§ Exercise
Report only how many lines in the listing below contain the string "during".

§ Data section

---------------

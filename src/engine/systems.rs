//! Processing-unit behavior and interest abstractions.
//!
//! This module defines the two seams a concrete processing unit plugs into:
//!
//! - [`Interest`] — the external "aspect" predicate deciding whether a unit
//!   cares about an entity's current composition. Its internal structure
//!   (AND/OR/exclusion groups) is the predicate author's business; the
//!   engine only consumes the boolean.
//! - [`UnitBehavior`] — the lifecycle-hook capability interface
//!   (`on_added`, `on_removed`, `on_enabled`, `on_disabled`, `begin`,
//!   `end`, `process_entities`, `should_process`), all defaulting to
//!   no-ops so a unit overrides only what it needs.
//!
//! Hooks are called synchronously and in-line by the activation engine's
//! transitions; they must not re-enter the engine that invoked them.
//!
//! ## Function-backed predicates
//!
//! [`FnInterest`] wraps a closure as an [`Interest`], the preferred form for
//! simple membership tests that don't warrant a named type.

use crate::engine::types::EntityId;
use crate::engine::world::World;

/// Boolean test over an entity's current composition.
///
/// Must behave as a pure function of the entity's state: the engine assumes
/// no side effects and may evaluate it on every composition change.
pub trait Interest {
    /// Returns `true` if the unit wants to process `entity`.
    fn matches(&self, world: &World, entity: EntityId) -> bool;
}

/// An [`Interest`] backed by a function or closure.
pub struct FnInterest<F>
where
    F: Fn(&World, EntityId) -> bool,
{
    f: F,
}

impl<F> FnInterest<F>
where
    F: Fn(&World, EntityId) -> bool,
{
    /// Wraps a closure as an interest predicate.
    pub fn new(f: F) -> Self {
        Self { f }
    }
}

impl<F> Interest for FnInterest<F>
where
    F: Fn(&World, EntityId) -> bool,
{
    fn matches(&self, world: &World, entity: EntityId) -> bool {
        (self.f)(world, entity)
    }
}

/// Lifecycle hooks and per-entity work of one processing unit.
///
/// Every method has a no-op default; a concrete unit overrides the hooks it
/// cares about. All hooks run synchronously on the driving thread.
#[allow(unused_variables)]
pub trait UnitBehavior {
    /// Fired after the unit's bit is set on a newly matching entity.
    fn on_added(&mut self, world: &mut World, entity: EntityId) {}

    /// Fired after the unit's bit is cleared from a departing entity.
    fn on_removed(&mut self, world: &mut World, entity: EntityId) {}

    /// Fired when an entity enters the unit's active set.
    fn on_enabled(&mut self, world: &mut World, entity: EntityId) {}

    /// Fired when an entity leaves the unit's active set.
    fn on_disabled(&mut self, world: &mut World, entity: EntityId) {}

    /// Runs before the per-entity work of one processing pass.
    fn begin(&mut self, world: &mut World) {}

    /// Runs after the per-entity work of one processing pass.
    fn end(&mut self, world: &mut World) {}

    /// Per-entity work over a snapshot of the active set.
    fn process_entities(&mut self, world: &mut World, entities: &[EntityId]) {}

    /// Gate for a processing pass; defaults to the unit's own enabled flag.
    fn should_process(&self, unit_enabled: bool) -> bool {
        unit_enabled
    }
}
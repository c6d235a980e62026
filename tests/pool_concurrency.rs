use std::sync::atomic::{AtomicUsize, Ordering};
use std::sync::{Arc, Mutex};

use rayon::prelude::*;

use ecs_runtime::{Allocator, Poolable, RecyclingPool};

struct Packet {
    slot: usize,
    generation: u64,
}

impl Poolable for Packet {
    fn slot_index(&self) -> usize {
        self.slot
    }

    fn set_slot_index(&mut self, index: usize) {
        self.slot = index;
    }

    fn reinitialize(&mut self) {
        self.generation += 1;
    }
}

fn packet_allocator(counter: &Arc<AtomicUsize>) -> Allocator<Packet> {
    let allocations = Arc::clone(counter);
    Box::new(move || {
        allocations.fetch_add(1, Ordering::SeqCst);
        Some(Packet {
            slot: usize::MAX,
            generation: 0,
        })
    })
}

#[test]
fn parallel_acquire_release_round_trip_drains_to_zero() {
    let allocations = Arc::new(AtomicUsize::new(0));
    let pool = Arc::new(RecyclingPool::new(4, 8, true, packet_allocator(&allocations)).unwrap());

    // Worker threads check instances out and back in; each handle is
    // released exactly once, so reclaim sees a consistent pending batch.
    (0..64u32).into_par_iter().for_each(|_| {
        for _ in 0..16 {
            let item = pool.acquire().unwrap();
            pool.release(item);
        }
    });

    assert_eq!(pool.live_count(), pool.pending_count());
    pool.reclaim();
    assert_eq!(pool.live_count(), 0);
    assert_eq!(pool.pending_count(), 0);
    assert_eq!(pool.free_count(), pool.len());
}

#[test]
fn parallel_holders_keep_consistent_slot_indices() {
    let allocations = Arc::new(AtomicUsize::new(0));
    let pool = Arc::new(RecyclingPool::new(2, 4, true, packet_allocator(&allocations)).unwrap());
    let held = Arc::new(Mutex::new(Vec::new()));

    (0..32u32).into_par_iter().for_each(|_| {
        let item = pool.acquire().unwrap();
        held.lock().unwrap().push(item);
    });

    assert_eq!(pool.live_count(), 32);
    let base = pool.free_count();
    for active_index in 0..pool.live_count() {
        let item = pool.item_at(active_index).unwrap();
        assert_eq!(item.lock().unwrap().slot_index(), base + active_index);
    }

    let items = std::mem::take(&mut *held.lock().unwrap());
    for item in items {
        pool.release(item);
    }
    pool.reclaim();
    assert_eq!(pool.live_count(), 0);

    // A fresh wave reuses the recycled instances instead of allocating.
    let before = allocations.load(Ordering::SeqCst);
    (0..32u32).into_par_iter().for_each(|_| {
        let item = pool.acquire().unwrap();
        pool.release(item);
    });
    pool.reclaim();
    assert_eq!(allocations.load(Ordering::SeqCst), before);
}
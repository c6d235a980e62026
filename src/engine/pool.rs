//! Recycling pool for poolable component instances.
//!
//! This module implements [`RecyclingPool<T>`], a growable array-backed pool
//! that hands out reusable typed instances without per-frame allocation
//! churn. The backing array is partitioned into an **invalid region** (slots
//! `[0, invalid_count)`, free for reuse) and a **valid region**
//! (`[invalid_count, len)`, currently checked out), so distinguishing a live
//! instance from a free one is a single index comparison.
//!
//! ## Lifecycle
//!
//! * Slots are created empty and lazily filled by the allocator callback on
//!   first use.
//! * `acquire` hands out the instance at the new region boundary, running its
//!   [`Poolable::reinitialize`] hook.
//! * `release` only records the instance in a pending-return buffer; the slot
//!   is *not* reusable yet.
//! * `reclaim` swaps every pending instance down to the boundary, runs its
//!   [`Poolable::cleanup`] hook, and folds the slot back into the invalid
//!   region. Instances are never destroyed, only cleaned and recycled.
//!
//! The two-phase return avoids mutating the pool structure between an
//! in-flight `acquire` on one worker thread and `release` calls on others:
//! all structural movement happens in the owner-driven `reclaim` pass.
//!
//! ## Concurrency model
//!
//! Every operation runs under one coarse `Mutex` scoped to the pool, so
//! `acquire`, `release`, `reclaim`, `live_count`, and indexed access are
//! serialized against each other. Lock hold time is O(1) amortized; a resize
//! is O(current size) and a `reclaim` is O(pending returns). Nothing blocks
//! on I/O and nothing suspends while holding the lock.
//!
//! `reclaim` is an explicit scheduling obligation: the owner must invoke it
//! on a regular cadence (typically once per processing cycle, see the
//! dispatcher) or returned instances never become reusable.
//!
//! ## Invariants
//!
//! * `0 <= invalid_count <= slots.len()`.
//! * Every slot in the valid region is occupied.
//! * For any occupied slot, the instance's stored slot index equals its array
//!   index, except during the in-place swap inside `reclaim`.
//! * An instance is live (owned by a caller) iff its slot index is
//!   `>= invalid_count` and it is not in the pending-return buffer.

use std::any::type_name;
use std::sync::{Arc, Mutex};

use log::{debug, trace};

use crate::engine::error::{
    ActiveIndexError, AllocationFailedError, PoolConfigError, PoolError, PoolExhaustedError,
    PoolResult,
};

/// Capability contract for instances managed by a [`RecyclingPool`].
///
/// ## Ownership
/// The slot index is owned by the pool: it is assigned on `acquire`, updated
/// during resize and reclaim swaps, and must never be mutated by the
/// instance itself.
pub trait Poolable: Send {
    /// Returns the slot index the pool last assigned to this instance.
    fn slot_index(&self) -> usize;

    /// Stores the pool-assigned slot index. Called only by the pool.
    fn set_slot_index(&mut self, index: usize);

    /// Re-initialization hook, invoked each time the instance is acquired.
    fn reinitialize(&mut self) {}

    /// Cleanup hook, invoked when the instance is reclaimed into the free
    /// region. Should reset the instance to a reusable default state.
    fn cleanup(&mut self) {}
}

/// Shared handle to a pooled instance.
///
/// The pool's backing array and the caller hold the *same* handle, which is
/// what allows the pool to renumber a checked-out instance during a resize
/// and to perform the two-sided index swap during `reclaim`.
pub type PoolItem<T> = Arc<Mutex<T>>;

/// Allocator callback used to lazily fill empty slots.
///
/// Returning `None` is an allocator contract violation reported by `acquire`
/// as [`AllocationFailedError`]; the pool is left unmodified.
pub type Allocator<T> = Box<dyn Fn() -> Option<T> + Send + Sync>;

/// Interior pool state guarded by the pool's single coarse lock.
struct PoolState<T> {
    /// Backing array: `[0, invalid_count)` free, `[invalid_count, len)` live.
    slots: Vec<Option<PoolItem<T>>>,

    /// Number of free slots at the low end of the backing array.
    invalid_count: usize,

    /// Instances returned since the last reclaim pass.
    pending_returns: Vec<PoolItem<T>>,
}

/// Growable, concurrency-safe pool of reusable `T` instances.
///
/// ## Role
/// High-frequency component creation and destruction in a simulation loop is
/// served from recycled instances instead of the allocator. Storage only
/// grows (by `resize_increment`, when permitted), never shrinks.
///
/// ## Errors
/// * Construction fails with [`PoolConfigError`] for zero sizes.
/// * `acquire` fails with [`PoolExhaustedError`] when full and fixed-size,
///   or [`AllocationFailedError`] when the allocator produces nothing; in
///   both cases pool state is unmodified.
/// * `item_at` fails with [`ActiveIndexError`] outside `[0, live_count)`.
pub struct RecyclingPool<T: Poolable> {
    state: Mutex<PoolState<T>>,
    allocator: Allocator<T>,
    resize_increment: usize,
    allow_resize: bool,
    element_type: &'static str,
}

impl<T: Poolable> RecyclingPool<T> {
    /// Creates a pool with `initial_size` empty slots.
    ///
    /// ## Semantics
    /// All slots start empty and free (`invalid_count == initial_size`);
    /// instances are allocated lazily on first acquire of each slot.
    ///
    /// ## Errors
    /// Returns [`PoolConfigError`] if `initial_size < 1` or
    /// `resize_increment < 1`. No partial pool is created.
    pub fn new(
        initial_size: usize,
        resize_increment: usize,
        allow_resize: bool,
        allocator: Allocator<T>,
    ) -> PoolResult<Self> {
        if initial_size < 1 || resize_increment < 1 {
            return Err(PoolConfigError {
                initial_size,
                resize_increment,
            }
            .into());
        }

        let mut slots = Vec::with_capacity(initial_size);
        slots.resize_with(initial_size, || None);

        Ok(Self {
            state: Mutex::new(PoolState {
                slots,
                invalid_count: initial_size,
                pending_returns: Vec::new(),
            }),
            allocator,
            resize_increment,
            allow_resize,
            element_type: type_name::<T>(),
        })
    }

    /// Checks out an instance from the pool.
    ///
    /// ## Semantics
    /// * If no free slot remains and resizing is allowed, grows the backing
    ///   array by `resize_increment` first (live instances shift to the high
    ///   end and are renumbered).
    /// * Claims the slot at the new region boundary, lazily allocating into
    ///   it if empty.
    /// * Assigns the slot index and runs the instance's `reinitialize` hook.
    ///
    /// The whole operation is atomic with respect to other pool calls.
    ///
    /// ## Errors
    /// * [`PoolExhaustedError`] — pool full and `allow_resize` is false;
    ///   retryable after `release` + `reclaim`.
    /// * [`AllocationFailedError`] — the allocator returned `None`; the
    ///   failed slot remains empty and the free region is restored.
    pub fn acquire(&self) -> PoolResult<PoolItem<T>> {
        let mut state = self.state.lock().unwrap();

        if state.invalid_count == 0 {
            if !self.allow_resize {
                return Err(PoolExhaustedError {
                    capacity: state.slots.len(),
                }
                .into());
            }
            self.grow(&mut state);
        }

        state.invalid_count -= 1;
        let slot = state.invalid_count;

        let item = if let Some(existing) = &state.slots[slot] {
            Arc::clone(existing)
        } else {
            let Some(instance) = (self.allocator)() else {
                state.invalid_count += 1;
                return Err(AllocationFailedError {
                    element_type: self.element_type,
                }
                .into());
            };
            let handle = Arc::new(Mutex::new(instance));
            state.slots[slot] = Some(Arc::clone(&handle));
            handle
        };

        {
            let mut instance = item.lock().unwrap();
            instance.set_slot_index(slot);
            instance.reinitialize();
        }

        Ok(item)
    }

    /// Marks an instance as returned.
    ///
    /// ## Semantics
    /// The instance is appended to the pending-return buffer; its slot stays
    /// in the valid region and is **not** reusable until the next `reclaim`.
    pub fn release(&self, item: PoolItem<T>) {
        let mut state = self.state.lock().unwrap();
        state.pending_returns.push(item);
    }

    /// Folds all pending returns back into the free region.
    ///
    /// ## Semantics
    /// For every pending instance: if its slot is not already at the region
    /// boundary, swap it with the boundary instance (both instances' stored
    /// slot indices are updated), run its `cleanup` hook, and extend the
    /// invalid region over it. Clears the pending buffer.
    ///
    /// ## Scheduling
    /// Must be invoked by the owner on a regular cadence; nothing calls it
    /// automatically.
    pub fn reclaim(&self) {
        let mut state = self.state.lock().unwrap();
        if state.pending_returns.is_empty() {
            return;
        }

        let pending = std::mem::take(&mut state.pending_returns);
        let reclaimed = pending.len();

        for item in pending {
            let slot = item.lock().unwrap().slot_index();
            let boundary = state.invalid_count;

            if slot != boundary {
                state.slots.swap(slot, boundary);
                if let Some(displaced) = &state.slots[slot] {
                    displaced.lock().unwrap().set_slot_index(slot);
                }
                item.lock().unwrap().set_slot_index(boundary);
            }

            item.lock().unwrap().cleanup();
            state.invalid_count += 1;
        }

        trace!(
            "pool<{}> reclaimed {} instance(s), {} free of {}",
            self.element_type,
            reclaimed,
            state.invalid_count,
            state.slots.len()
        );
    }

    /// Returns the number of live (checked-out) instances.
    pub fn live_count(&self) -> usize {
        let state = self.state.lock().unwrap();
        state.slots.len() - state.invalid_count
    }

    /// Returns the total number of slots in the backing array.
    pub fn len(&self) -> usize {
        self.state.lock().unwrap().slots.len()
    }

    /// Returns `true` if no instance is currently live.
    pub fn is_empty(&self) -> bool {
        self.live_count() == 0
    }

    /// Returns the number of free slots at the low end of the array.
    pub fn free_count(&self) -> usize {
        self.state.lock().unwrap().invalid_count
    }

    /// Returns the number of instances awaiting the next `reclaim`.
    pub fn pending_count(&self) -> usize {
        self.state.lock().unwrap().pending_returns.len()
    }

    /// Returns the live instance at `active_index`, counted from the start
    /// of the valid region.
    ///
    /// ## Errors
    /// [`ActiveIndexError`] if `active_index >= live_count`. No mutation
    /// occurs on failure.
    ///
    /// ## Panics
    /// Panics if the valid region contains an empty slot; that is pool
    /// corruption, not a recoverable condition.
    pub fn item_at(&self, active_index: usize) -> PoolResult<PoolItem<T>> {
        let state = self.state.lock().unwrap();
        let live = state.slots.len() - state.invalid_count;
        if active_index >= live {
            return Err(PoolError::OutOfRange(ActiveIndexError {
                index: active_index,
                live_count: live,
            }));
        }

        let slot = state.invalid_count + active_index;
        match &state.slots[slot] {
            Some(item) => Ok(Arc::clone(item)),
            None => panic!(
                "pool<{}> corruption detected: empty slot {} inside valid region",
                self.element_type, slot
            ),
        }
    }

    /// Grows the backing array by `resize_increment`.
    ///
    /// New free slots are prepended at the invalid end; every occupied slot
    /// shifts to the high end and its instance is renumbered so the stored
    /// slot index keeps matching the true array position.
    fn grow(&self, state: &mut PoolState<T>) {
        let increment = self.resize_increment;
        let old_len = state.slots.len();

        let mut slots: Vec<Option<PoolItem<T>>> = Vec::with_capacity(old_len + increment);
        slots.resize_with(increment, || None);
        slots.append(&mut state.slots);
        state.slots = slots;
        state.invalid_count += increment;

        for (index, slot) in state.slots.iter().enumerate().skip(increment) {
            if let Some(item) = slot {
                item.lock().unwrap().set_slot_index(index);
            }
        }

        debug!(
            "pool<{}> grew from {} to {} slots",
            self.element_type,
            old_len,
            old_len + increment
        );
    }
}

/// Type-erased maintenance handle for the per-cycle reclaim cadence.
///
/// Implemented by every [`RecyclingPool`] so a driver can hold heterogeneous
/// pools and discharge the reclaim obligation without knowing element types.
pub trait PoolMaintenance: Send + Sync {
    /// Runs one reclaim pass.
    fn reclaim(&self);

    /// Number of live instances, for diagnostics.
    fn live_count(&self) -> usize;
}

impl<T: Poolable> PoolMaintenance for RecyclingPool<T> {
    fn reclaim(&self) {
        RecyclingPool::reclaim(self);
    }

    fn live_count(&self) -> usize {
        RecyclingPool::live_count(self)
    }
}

---------------

§ Response
4